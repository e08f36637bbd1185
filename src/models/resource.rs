//! Resource model

use chrono::{DateTime, Utc};
use serde::{Deserialize, Serialize};
use uuid::Uuid;

use super::tag::Tag;

#[derive(Debug, Clone, PartialEq, Serialize, Deserialize)]
pub struct Resource {
    pub id: Uuid,
    pub name: String,
    pub link: String,
    #[serde(default)]
    pub description: Option<String>,
    #[serde(default)]
    pub is_pinned: bool,
    #[serde(default)]
    pub created_at: Option<DateTime<Utc>>,
}

/// A resource together with its tags (the one aggregation query)
#[derive(Debug, Clone, PartialEq, Serialize, Deserialize)]
pub struct ResourceWithTags {
    #[serde(flatten)]
    pub resource: Resource,
    #[serde(default)]
    pub tags: Vec<Tag>,
}

impl ResourceWithTags {
    pub fn has_tag(&self, tag_id: &Uuid) -> bool {
        self.tags.iter().any(|tag| &tag.id == tag_id)
    }
}

/// Writable resource columns, shared by create and update
#[derive(Debug, Clone, PartialEq, Serialize, Deserialize)]
pub struct ResourceInput {
    pub name: String,
    pub link: String,
    pub description: Option<String>,
    pub is_pinned: bool,
}

/// Row of the `resource_tags` join table
#[derive(Debug, Clone, Copy, PartialEq, Eq, Serialize, Deserialize)]
pub struct ResourceTagLink {
    pub resource_id: Uuid,
    pub tag_id: Uuid,
}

════════════════════

Quote exactly and only the lines from the one holding "create and update" through the end of the data.

> _Exercise result_
/// Writable resource columns, shared by create and update
#[derive(Debug, Clone, PartialEq, Serialize, Deserialize)]
pub struct ResourceInput {
    pub name: String,
    pub link: String,
    pub description: Option<String>,
    pub is_pinned: bool,
}

/// Row of the `resource_tags` join table
#[derive(Debug, Clone, Copy, PartialEq, Eq, Serialize, Deserialize)]
pub struct ResourceTagLink {
    pub resource_id: Uuid,
    pub tag_id: Uuid,
}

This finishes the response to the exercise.